Thermal-Hydraulics

  Nuclear Related Papers

 

I

THE DETERMINATION OF THE FATIGUE CRACK GROWTH IN REACTOR PRESSURE VESSEL

 

Darko Korošec, dipl.ing.,

Slovenian Nuclear Safety Administration

Vojkova 59, 1000 Ljubljana, Slovenia

 Doc. dr. Jelena Vojvodič Gvardjančič,

Institute of Metals and Technology,

Lepi Pot 11, 1001 Ljubljana, Slovenia

Extended Abstract

The use of the fracture mechanics in fatigue approach of crack growth in Reactor Pressure Vessel (RPV) is discussed in the present paper.

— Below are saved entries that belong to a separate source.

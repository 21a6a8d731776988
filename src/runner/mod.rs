mod board;
mod instance;
mod orchestrator;

pub use board::{RunBoard, RunEvent, RunObserver, RunSnapshot, SnapshotEntry};
pub(crate) use instance::lock;
pub use instance::{RunInstance, RunStatus, TaskResult};
pub use orchestrator::{Orchestrator, RunReport, TaskOutcome};
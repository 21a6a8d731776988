//! Live status view: one folder header per working directory, one line per task

use crate::error::OutputError;
use crate::runner::{lock, RunEvent, RunObserver, RunSnapshot, RunStatus};
use crossterm::style::Stylize;
use std::io::{self, Write};
use std::sync::Mutex;
use tracing::warn;

use super::terminal::clear_screen;

pub fn icon(status: RunStatus) -> &'static str {
    match status {
        RunStatus::Succeeded => "✅",
        RunStatus::Failed => "❌",
        RunStatus::Pending => "⏳",
        RunStatus::Running => "🔄",
        RunStatus::Skipped => "⏩",
    }
}

/// Highlight `text` with the background color of `status`
pub fn paint(status: RunStatus, text: &str) -> String {
    match status {
        RunStatus::Succeeded => text.black().on_dark_green().to_string(),
        RunStatus::Failed => text.on_dark_red().to_string(),
        RunStatus::Pending => text.on_blue().to_string(),
        RunStatus::Running => text.black().on_yellow().to_string(),
        RunStatus::Skipped => text.black().on_grey().to_string(),
    }
}

pub fn format_status(snapshot: &RunSnapshot) -> String {
    snapshot
        .groups()
        .into_iter()
        .map(|(cwd, entries)| {
            let mut lines = vec![format!("📂 {}", cwd)];
            lines.extend(entries.iter().map(|entry| {
                format!("  {} {}", icon(entry.status), paint(entry.status, &entry.command))
            }));
            lines.join("\n")
        })
        .collect::<Vec<_>>()
        .join("\n")
}

pub trait Renderer: Send + Sync {
    fn render(&self, snapshot: &RunSnapshot) -> Result<(), OutputError>;
}

/// Clears the terminal and redraws the whole status view on stdout
#[derive(Debug, Default)]
pub struct TerminalRenderer;

impl Renderer for TerminalRenderer {
    fn render(&self, snapshot: &RunSnapshot) -> Result<(), OutputError> {
        let text = format_status(snapshot);
        let mut out = io::stdout().lock();
        clear_screen(&mut out)
            .and_then(|_| writeln!(out, "{}", text))
            .and_then(|_| out.flush())
            .map_err(OutputError::Terminal)
    }
}

/// Keeps every rendered snapshot
#[derive(Debug, Default)]
pub struct RecordingRenderer {
    snapshots: Mutex<Vec<RunSnapshot>>,
}

impl RecordingRenderer {
    pub fn new() -> Self {
        Self::default()
    }

    pub fn snapshots(&self) -> Vec<RunSnapshot> {
        lock(&self.snapshots).clone()
    }
}

impl Renderer for RecordingRenderer {
    fn render(&self, snapshot: &RunSnapshot) -> Result<(), OutputError> {
        lock(&self.snapshots).push(snapshot.clone());
        Ok(())
    }
}

/// Observer that redraws through a renderer on every lifecycle event
pub struct StatusReporter<R> {
    renderer: R,
}

impl<R: Renderer> StatusReporter<R> {
    pub fn new(renderer: R) -> Self {
        Self { renderer }
    }
}

impl<R: Renderer> RunObserver for StatusReporter<R> {
    fn on_event(&self, _event: &RunEvent, snapshot: &RunSnapshot) {
        if let Err(e) = self.renderer.render(snapshot) {
            warn!("Failed to render status: {}", e);
        }
    }
}

impl<R: Renderer + ?Sized> Renderer for std::sync::Arc<R> {
    fn render(&self, snapshot: &RunSnapshot) -> Result<(), OutputError> {
        (**self).render(snapshot)
    }
}
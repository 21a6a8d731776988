use pre_commit_progress::config::Config;
use schemars::schema_for;
use std::io::Write;

pub fn execute() -> anyhow::Result<()> {
    let schema = schema_for!(Config);
    let mut out = std::io::stdout().lock();
    serde_json::to_writer_pretty(&mut out, &schema)?;
    writeln!(out)?;
    Ok(())
}
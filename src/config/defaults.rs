pub fn default_version() -> u32 {
    1
}

pub fn default_true() -> bool {
    true
}

pub fn default_config_path() -> &'static str {
    "pre-commit.yaml"
}
//! Decide which tasks run based on outstanding changes under their paths

mod git;

pub use git::{diff_args, resolve_merge_base, GitDiff};

use crate::config::RunOptions;
use crate::error::DiffError;
use crate::task::TaskDescriptor;
use async_trait::async_trait;
use tracing::{debug, info};

#[async_trait]
pub trait DiffPredicate: Send + Sync {
    /// Whether `path` has changes relative to the index or `diff_ref`
    async fn has_diff(
        &self,
        path: &str,
        staged_only: bool,
        diff_ref: Option<&str>,
    ) -> Result<bool, DiffError>;
}

/// Tasks split by the diff filter, both in input order
#[derive(Debug, Default)]
pub struct FilterResult {
    pub included: Vec<TaskDescriptor>,
    pub skipped: Vec<TaskDescriptor>,
}

/// Apply the diff filter. The first predicate error aborts the whole filter.
pub async fn filter_tasks(
    tasks: Vec<TaskDescriptor>,
    options: &RunOptions,
    predicate: &dyn DiffPredicate,
) -> Result<FilterResult, DiffError> {
    if !options.check_git_diff {
        debug!("Diff check disabled, including all {} tasks", tasks.len());
        return Ok(FilterResult {
            included: tasks,
            skipped: Vec::new(),
        });
    }

    let mut result = FilterResult::default();
    for task in tasks {
        let changed = predicate
            .has_diff(
                task.diff_target(),
                options.staged_check,
                options.diff_ref.as_deref(),
            )
            .await?;

        if changed {
            result.included.push(task);
        } else {
            debug!("No changes under {}, skipping", task.diff_target());
            result.skipped.push(task);
        }
    }

    info!(
        "{} tasks have changes, {} skipped",
        result.included.len(),
        result.skipped.len()
    );
    Ok(result)
}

Considering the RPV as one of the most important component in the Pressurized Water Reactor nuclear power plant, the determination of the fatigue crack propagation curve is described. The first research work in this field was already done in Slovenia at the Institute IMK in 1988 and the authors of the present paper intend to continue the work started.

The ASME Boiler and Pressure Vessel Code in Section XI (Rules for Inservice Inspection of Nuclear Power Plants Components) requires in certain articles the analytical methods for determination the acceptability of the fatigue crack growth rate in terms of the range of applied stress intensity factor change ΔKI. This characterisation is governed by the so-called Paris equation. Some different approaches from literature solving this equation are mentioned. This equation involves many different parameters depending on material, operational and other conditions.

Service loadings on RPV, their amplitude and frequency for different operational conditions for certain operational period of nuclear power plant are usually known. Using these data the analytical calculation shall be made, taking into account the existing flaws in RPV found during one or more in-service inspections.

The component (RPV) containing the flaw(s) is considered to be acceptable for continued service during the next evaluated period only in the case, that the requests from the specific ASME XI articles were satisfied.

Analytical evaluation of the flaws and the acceptance criteria are complex, only the approximate solutions are possible. Many of variables and constants needed in

the analytical evaluation are not well determined and the correct calculation of the stress and temperature field distribution in the cracked region is not accurate.

The evaluation procedures shall be the responsibility of the owner of the nuclear power plant and shall be subject to approval by the regulatory authority (Nuclear Safety Administration).

Qualitative crack growth evaluation taking into account the operational history of the RPW is an useful tool for its residual lifetime calculation.